-- DATA SUPPLIED follows --

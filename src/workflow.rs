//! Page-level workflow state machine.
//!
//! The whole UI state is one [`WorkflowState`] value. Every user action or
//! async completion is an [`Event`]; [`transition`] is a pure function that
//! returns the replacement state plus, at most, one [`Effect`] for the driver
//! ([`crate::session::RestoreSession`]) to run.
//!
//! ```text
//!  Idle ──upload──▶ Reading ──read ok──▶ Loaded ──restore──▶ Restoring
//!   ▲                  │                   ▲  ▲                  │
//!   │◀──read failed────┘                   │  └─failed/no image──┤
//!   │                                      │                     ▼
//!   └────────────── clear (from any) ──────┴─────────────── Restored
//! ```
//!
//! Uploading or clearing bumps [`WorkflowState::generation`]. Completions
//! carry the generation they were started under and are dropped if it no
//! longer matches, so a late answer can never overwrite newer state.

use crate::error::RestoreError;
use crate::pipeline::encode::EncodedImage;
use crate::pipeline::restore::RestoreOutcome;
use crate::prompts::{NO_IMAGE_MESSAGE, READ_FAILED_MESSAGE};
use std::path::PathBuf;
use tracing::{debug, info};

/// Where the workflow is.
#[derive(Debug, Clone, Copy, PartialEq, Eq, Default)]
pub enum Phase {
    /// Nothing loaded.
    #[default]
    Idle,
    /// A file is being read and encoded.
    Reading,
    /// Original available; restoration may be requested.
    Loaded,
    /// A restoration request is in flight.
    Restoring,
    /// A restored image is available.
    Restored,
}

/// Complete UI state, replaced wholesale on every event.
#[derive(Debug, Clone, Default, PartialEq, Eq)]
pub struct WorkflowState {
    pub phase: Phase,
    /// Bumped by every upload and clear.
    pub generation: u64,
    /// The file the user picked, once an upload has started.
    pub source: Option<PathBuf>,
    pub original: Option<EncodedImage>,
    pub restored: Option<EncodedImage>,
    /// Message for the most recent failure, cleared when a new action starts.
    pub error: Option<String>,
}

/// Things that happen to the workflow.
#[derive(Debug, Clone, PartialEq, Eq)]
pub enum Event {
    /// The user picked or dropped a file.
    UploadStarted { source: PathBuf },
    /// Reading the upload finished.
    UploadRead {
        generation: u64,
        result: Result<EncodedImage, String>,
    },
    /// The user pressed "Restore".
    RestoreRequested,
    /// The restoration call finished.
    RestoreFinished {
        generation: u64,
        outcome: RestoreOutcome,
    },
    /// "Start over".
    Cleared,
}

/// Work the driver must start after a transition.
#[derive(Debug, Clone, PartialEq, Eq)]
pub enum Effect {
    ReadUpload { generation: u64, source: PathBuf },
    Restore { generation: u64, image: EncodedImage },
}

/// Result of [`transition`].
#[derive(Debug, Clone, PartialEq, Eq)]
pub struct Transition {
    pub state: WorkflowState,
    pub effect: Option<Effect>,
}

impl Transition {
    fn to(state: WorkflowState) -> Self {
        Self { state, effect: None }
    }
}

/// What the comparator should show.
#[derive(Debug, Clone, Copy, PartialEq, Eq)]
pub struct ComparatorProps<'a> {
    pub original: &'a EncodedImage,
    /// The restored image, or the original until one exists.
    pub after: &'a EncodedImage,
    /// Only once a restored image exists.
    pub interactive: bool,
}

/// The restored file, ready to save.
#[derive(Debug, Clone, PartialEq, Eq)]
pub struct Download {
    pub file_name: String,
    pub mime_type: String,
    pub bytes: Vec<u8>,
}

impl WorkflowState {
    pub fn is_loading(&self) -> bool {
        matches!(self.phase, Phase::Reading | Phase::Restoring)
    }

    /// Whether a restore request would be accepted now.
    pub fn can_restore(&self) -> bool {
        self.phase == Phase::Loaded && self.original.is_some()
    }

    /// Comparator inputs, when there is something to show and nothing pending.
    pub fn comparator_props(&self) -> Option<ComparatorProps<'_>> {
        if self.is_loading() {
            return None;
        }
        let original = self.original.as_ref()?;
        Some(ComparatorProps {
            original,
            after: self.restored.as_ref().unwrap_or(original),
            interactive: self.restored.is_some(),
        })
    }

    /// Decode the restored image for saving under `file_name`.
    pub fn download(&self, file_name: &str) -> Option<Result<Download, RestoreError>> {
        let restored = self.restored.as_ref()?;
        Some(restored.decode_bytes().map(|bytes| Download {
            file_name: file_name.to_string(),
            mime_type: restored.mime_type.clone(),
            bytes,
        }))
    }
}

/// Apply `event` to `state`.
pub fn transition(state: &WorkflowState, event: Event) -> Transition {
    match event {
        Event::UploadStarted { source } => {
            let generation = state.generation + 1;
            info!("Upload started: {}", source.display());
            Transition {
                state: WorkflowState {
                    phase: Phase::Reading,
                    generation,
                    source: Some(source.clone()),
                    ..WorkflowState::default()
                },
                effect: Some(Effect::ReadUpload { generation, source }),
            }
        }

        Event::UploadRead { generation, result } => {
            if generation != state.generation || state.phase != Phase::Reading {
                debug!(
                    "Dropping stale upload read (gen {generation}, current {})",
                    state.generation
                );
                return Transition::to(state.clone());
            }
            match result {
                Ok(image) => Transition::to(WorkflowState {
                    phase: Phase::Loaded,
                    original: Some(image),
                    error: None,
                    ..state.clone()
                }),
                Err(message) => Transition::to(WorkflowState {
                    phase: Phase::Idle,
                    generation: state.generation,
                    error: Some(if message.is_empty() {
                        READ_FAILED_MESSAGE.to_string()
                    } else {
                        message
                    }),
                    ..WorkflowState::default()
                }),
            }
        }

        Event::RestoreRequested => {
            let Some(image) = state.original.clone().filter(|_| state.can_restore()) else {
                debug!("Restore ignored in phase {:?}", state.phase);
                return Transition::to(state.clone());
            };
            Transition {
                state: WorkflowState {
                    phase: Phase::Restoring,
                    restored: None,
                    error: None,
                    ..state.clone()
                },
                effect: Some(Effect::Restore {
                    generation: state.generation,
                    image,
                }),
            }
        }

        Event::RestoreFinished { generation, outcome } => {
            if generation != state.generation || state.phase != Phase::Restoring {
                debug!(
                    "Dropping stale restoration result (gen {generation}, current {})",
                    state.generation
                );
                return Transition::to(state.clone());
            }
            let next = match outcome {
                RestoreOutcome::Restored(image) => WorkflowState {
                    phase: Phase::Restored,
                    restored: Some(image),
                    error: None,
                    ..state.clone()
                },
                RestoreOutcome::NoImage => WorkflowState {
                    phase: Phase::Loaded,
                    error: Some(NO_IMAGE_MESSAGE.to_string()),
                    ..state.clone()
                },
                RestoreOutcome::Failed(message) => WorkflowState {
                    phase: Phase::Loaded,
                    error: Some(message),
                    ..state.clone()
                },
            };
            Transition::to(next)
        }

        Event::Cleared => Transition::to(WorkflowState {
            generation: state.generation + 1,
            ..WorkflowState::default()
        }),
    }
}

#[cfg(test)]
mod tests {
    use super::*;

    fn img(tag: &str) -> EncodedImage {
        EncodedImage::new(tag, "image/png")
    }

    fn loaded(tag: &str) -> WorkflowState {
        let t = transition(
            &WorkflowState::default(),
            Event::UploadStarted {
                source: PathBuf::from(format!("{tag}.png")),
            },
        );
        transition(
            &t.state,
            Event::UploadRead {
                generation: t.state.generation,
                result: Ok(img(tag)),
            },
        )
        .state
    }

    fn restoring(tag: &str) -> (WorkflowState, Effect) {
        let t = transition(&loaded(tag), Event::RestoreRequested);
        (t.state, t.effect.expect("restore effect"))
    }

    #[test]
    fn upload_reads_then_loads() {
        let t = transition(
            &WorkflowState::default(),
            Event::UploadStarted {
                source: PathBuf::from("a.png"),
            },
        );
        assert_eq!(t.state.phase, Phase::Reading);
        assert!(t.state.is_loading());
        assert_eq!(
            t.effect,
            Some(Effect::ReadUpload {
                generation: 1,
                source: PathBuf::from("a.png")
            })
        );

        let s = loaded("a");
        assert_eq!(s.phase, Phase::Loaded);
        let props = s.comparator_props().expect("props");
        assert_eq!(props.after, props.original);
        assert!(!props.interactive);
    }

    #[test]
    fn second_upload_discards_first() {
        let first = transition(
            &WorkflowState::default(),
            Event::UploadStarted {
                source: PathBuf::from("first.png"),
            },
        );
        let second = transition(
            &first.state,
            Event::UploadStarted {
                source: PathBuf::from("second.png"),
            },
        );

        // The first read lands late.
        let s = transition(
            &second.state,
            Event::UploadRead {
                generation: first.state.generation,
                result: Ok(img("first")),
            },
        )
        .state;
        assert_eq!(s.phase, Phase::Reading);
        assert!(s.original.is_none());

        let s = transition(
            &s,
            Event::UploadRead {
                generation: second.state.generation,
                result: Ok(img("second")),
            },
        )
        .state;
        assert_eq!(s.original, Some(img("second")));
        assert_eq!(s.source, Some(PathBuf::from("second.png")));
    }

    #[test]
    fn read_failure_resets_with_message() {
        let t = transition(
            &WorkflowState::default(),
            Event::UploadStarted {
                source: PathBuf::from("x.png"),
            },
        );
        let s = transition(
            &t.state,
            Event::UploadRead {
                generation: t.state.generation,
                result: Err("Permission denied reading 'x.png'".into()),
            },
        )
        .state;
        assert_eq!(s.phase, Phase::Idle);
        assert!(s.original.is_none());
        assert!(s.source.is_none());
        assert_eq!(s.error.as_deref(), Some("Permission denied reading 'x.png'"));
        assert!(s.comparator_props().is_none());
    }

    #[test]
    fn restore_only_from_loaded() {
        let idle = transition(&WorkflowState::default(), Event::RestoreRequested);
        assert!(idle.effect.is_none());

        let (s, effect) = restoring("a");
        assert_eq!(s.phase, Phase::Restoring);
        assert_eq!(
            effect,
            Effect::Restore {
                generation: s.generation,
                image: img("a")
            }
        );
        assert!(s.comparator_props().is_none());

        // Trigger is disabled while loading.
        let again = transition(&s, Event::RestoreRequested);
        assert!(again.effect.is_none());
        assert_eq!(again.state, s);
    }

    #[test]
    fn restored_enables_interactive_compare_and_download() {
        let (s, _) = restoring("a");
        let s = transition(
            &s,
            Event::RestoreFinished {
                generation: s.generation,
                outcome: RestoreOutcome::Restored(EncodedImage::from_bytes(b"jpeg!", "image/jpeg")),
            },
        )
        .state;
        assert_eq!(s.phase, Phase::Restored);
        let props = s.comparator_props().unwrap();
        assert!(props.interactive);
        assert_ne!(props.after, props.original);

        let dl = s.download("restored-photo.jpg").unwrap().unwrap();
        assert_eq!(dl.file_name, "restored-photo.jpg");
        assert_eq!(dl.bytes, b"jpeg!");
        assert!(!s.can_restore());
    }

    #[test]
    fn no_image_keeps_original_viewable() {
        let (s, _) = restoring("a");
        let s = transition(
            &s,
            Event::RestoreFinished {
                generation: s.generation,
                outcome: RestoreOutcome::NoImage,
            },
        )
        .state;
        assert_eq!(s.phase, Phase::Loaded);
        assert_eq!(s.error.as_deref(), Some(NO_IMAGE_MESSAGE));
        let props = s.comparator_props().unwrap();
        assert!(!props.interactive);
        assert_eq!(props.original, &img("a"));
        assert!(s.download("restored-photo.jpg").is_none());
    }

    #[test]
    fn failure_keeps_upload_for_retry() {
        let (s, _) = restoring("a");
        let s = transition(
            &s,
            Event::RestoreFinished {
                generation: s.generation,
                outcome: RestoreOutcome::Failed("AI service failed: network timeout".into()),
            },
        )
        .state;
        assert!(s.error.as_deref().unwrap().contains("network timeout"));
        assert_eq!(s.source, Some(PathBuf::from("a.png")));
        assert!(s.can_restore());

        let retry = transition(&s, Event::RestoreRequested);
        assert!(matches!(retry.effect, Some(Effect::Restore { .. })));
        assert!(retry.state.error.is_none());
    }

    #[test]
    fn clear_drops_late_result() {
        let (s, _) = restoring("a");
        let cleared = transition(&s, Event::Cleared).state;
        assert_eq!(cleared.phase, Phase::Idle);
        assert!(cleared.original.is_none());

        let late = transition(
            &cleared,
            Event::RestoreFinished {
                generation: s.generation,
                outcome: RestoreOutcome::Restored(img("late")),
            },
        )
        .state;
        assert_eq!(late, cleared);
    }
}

-- DATA SUPPLIED concluded --

• **TRY IT**: From the listing above, collect every line that mentions the word "pipeline".

• **SOLVED PROBLEM**:
use crate::pipeline::encode::EncodedImage;
use crate::pipeline::restore::RestoreOutcome;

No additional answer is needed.